===== Extracted material

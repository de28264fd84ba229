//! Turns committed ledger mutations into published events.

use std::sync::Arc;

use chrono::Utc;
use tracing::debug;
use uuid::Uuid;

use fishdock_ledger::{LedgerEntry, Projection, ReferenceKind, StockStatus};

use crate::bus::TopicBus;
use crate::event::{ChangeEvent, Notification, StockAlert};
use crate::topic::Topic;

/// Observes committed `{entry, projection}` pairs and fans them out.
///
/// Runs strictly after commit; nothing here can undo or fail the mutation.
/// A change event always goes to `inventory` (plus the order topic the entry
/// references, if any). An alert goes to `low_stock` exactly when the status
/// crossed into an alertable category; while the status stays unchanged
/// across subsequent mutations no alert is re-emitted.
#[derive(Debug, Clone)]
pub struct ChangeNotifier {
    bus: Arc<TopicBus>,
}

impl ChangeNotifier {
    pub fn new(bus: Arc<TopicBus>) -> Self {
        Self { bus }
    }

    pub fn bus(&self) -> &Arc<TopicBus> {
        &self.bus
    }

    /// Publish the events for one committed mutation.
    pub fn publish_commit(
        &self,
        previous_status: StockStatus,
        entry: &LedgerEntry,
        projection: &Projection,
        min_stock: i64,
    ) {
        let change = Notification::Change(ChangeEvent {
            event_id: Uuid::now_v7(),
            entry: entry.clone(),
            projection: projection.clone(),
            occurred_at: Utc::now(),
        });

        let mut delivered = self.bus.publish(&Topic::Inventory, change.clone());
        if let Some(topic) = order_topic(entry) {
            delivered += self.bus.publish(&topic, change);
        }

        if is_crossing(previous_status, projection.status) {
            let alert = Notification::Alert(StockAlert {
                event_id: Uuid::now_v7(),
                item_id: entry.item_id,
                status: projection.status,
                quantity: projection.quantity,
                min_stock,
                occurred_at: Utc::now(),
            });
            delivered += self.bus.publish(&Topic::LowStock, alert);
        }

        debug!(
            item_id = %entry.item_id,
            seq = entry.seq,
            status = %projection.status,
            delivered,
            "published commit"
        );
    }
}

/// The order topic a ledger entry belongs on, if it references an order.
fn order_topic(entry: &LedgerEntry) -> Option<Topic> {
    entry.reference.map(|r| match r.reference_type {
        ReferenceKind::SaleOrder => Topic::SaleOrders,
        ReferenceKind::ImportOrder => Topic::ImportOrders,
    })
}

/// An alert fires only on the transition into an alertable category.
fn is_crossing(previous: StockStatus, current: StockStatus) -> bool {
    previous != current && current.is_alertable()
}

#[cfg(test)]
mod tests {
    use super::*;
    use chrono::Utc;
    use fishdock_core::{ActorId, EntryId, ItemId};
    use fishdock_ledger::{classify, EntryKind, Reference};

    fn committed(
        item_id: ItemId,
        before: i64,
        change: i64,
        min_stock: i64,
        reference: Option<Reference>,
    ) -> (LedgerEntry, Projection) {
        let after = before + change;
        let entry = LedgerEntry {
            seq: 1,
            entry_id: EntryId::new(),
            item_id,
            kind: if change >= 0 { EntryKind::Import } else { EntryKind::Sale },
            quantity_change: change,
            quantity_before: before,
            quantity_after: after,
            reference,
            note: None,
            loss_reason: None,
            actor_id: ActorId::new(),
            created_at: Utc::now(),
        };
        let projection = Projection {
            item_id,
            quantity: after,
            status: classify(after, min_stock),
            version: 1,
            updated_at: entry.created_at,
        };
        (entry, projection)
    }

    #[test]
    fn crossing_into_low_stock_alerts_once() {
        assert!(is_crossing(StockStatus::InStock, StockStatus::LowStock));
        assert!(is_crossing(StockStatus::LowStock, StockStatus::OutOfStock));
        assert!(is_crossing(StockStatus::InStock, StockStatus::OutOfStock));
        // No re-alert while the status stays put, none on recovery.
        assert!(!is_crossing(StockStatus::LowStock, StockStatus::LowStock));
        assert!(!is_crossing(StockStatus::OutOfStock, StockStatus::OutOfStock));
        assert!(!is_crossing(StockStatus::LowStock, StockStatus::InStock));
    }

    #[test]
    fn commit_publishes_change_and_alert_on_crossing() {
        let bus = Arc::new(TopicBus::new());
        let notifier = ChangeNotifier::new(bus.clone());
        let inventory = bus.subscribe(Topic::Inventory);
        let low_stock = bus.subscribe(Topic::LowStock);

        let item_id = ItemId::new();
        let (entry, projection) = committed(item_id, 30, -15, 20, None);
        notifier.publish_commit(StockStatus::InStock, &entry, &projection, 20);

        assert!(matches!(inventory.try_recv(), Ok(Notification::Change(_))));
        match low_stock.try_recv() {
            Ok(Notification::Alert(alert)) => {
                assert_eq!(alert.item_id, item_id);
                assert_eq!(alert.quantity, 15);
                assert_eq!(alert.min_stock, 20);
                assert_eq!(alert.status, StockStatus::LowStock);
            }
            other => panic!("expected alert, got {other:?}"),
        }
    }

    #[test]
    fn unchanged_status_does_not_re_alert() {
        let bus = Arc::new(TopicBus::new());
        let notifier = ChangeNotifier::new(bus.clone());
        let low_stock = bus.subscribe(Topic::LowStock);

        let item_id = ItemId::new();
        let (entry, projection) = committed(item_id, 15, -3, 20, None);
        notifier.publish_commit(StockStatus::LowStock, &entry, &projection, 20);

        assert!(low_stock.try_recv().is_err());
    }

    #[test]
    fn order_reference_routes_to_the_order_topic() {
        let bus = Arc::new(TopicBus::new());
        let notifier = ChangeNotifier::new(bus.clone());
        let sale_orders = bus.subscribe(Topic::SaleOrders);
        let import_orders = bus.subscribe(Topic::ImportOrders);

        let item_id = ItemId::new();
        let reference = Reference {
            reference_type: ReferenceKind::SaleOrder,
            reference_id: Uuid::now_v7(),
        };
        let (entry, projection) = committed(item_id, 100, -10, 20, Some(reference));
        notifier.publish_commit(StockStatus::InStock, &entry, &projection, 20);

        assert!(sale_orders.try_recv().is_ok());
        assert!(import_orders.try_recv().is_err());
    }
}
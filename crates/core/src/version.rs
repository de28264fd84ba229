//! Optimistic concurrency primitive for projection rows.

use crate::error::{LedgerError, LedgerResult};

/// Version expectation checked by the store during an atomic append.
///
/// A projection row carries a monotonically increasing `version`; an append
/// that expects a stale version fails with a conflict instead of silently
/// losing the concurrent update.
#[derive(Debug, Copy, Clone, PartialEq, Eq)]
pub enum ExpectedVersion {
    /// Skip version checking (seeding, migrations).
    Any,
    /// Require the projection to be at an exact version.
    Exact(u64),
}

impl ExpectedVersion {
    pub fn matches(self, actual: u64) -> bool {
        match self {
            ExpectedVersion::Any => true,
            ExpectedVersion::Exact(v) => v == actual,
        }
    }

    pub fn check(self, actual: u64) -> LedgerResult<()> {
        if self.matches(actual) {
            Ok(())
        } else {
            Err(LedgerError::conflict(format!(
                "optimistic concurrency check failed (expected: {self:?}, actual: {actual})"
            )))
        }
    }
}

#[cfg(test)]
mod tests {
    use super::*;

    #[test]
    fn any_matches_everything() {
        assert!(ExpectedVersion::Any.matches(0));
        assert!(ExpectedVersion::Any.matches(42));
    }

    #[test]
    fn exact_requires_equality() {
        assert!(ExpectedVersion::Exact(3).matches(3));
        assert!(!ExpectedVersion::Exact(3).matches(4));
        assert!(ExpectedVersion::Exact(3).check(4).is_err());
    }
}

==========

From the records above, return each line where "delivered" occurs.

* **Your solution**
        let mut delivered = self.bus.publish(&Topic::Inventory, change.clone());
            delivered += self.bus.publish(&topic, change);
            delivered += self.bus.publish(&Topic::LowStock, alert);
            delivered,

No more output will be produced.